福島県磐梯町と慶應義塾大学SFC研究所は、2021年4月20日、磐梯町における「令和の日本型教育」の実現を目指す覚書を締結した。

 磐梯町は、幼小中一貫教育を教育の目的と掲げ、子ども一人ひとりの状況の把握を進めるとともに、妊娠期から子育て期まで充実したサポートを行うなど、先進的な取り組みを進めてきた。これらは、新しい学習指導要領と、それを踏まえた中央教育審議会における「令和の日本型学校教育」として示される「個別最適な学び」「協働的な学び」を先取りする取り組みといえる。

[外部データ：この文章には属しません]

//! Retrieval of the site data document.
//!
//! A [`DataSource`] turns a relative path into the raw document text; the
//! gallery then parses its own view of it with [`load_document`]. Sources:
//!
//! - [`StaticSource`]: documents held in memory (tests, embedding)
//! - [`FileSource`]: documents read from a directory (native only)
//! - [`HttpSource`]: one GET through the browser's `fetch` (wasm32 only)

mod error;
mod source;

pub use error::LoadError;
pub use source::{DataSource, StaticSource, load_document};

#[cfg(not(target_arch = "wasm32"))]
pub use source::FileSource;

#[cfg(target_arch = "wasm32")]
pub use source::HttpSource;
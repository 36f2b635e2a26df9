//! Loaded projects and the current filtered view over them.

use std::fmt;

use crate::constants::ALL_FILTER;
use crate::model::Project;

/// Which projects a filter lets through.
#[derive(Debug, Clone, PartialEq, Eq, Default)]
pub enum FilterKey {
    /// Every project
    #[default]
    All,
    /// Projects whose category equals the value exactly
    Category(String),
}

impl FilterKey {
    /// Interpret the value carried by a filter control.
    pub fn from_control_value(value: &str) -> Self {
        if value == ALL_FILTER {
            FilterKey::All
        } else {
            FilterKey::Category(value.to_string())
        }
    }

    /// The control value for this key.
    pub fn as_str(&self) -> &str {
        match self {
            FilterKey::All => ALL_FILTER,
            FilterKey::Category(category) => category,
        }
    }

    pub fn matches(&self, project: &Project) -> bool {
        match self {
            FilterKey::All => true,
            FilterKey::Category(category) => project.category == *category,
        }
    }
}

impl fmt::Display for FilterKey {
    fn fmt(&self, f: &mut fmt::Formatter<'_>) -> fmt::Result {
        f.write_str(self.as_str())
    }
}

/// Indices of the projects `key` lets through, in load order.
pub fn filter_indices(projects: &[Project], key: &FilterKey) -> Vec<usize> {
    projects
        .iter()
        .enumerate()
        .filter(|(_, project)| key.matches(project))
        .map(|(index, _)| index)
        .collect()
}

/// Gallery data owned by the controller for the page session.
#[derive(Debug, Clone, Default)]
pub struct GalleryState {
    /// Set once per load, never mutated afterwards
    all_projects: Vec<Project>,
    /// Indices into `all_projects`, replaced wholesale on each filter
    visible: Vec<usize>,
    active_filter: FilterKey,
}

impl GalleryState {
    pub fn new() -> Self {
        Self::default()
    }

    /// Replace the project list and show everything.
    pub fn set_projects(&mut self, projects: Vec<Project>) {
        self.visible = (0..projects.len()).collect();
        self.all_projects = projects;
        self.active_filter = FilterKey::All;
    }

    /// Make `key` the active filter and recompute the visible set.
    /// Returns the number of visible projects.
    pub fn apply_filter(&mut self, key: FilterKey) -> usize {
        self.visible = filter_indices(&self.all_projects, &key);
        self.active_filter = key;
        self.visible.len()
    }

    pub fn all_projects(&self) -> &[Project] {
        &self.all_projects
    }

    /// Visible projects in load order.
    pub fn visible_projects(&self) -> impl Iterator<Item = &Project> + '_ {
        self.visible.iter().map(|&index| &self.all_projects[index])
    }

    pub fn visible_count(&self) -> usize {
        self.visible.len()
    }

    pub fn active_filter(&self) -> &FilterKey {
        &self.active_filter
    }
}
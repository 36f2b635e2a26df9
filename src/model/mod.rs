//! Data models for the portfolio gallery.

mod project;

pub use project::{Project, SiteDocument};
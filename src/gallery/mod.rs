//! The project gallery: loading, card rendering, category filtering and the
//! image lightbox, driven by [`GalleryController`].

mod filter;
mod lightbox;
mod render;
mod state;

#[cfg(test)]
mod tests;

pub use filter::FilterBar;
pub use lightbox::{Lightbox, LightboxElements, LightboxError, LightboxState};
pub use render::{Rendered, render_load_failure, render_projects};
pub use state::{FilterKey, GalleryState, filter_indices};

use folio_ui::{ElementId, Event, MemorySurface, Selector, Surface};

use crate::config::GalleryConfig;
use crate::data::{DataSource, LoadError, load_document};
use crate::message::GalleryMessage;
use crate::model::SiteDocument;

/// Owns the gallery state and the surface it is drawn on.
pub struct GalleryController<S: Surface<Message = GalleryMessage>> {
    surface: S,
    config: GalleryConfig,
    container: ElementId,
    state: GalleryState,
    filters: FilterBar,
    lightbox: Lightbox,
    /// Bumped by every filter; only the timer carrying the latest one renders
    transition_generation: u64,
    /// Set by a filter, cleared once its transition renders
    transition_pending: bool,
}

impl<S: Surface<Message = GalleryMessage>> GalleryController<S> {
    /// Attach to the container named in `config`.
    ///
    /// Returns `None` when the page has no such container; the gallery is
    /// simply absent on that page.
    pub fn new(mut surface: S, config: GalleryConfig) -> Option<Self> {
        let Some(container) = surface.find(&Selector::id(config.container_id.as_str())) else {
            log::debug!("No #{} on this page, gallery disabled", config.container_id);
            return None;
        };

        Some(Self {
            surface,
            config,
            container,
            state: GalleryState::new(),
            filters: FilterBar::new(),
            lightbox: Lightbox::new(),
            transition_generation: 0,
            transition_pending: false,
        })
    }

    pub fn surface(&self) -> &S {
        &self.surface
    }

    pub fn surface_mut(&mut self) -> &mut S {
        &mut self.surface
    }

    pub fn config(&self) -> &GalleryConfig {
        &self.config
    }

    pub fn container(&self) -> ElementId {
        self.container
    }

    pub fn state(&self) -> &GalleryState {
        &self.state
    }

    pub fn filters(&self) -> &FilterBar {
        &self.filters
    }

    pub fn lightbox(&self) -> &Lightbox {
        &self.lightbox
    }

    pub fn is_transition_pending(&self) -> bool {
        self.transition_pending
    }

    /// Generation of the most recent filter transition.
    pub fn transition_generation(&self) -> u64 {
        self.transition_generation
    }

    /// Fetch the data document from `source` and render it.
    ///
    /// Holds `self` across the fetch; callers that share the controller fetch
    /// with [`load_document`] themselves and hand the result to
    /// [`finish_load`](Self::finish_load).
    pub async fn load<D: DataSource>(&mut self, source: &D) {
        let result = load_document(source, &self.config.data_path).await;
        self.finish_load(result);
    }

    /// Apply the outcome of a document fetch.
    ///
    /// Failures are reported inline in the container and never propagated.
    pub fn finish_load(&mut self, result: Result<SiteDocument, LoadError>) {
        let document = match result {
            Ok(document) => document,
            Err(e) => {
                log::error!("Failed to load projects: {}", e);
                render_load_failure(&mut self.surface, self.container, &self.config);
                return;
            }
        };

        let Some(projects) = document.projects else {
            log::warn!("Data document has no project list, gallery left unchanged");
            return;
        };

        log::info!("Loaded {} projects", projects.len());
        self.state.set_projects(projects);
        self.render_visible();
        self.filters.bind(&mut self.surface);
        self.filters.sync_active(&mut self.surface, &FilterKey::All);
    }

    /// Make `key` the active filter and start the fade transition.
    pub fn apply_filter(&mut self, key: FilterKey) {
        let count = self.state.apply_filter(key);
        log::debug!("Filter {} matches {} projects", self.state.active_filter(), count);

        self.transition_generation += 1;
        self.transition_pending = true;
        self.surface.set_style(self.container, "opacity", "0");
        self.surface.schedule(
            self.config.transition(),
            GalleryMessage::TransitionElapsed(self.transition_generation),
        );
    }

    /// Apply one message.
    pub fn update(&mut self, message: GalleryMessage) {
        match message {
            GalleryMessage::TriggerActivated(trigger) => {
                self.lightbox.open_from(&mut self.surface, trigger);
            }
            GalleryMessage::FilterSelected { control, key } => {
                self.filters.select(&mut self.surface, control);
                self.apply_filter(key);
            }
            GalleryMessage::TransitionElapsed(generation) => {
                // A newer filter restarted the fade; its own timer renders
                if !self.transition_pending || generation != self.transition_generation {
                    return;
                }
                self.transition_pending = false;
                self.render_visible();
                self.surface.set_style(self.container, "opacity", "1");
            }
            GalleryMessage::Lightbox(message) => {
                self.lightbox.handle(&mut self.surface, message);
            }
        }
    }

    fn render_visible(&mut self) {
        let projects: Vec<_> = self.state.visible_projects().collect();
        let rendered = render_projects(&mut self.surface, self.container, &projects, &self.config);
        log::debug!("Rendered {} cards", rendered.card_count());
        self.lightbox
            .rebind(&mut self.surface, self.container, &self.config);
    }
}

impl GalleryController<MemorySurface<GalleryMessage>> {
    /// Feed `event` to the surface and apply every message it produces.
    /// Returns the number of messages applied.
    pub fn dispatch(&mut self, event: Event) -> usize {
        let messages = self.surface.fire(event);
        let count = messages.len();
        for message in messages {
            self.update(message);
        }
        count
    }
}
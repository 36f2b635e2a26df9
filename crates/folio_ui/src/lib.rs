//! folio_ui - a narrow, markup-agnostic rendering surface
//!
//! Page widgets build and query element trees, subscribe to clicks and keys,
//! and schedule deferred messages through the [`Surface`] trait. Two surfaces
//! are provided: [`MemorySurface`] for tests and headless runs, and (on wasm32)
//! `DomSurface` over the live browser document.

mod callback;
mod element;
mod error;
mod event;
mod memory;
#[cfg(any(target_arch = "wasm32", test))]
mod registry;
mod surface;

#[cfg(target_arch = "wasm32")]
mod web;

pub use callback::{Callback, Handler};
pub use element::{ElementId, ElementKind, Selector};
pub use error::{Result, SurfaceError};
pub use event::{ClickEvent, Event, Key};
pub use memory::MemorySurface;
pub use surface::Surface;

#[cfg(target_arch = "wasm32")]
pub use web::{Dispatcher, DomSurface};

 また、磐梯町では、現在進めているデジタルトランスフォーメーション(DX)の動きを教育にも大きく導入し、学校以外の場所での学びの機会を増やし、グローバルに未来を先導する個別最適で協働的な学びの環境の創造と実践を目指している。その実現には、教育全体をコミュニティの視点から俯瞰的にとらえ、幼小中連携、家庭・学校・地域の連携の両面から定期的なアドバイス・評価をする第三者機関との連携が不可欠と考え、慶應SFCとの覚書締結にいたった。

 連携協力事項は、個別最適な学び・協働的な学びに関する研究開発や人材育成、磐梯町における教育のグローバル戦略・未来戦略に関すること、知的、人的及び物的資源の活用に関すること等。子ども一人ひとりに一元的に対応できる教育体制の構築を進めている磐梯町と、21世紀の先端研究をリードする研究拠点として「未来を先導する実学」を推進してきた慶應SFCが連携し研究開発を行うことで、磐梯町から広くグローバルに未来を先導する個別最適で協働的な学びの環境の創造と実践を推進する。なお、協力期間は22024年3月31日まで。

参考:【磐梯町教育委員会】磐梯町と慶應義塾大学SFC研究所は「令和の日本型教育」の実現にむけて連携協力します。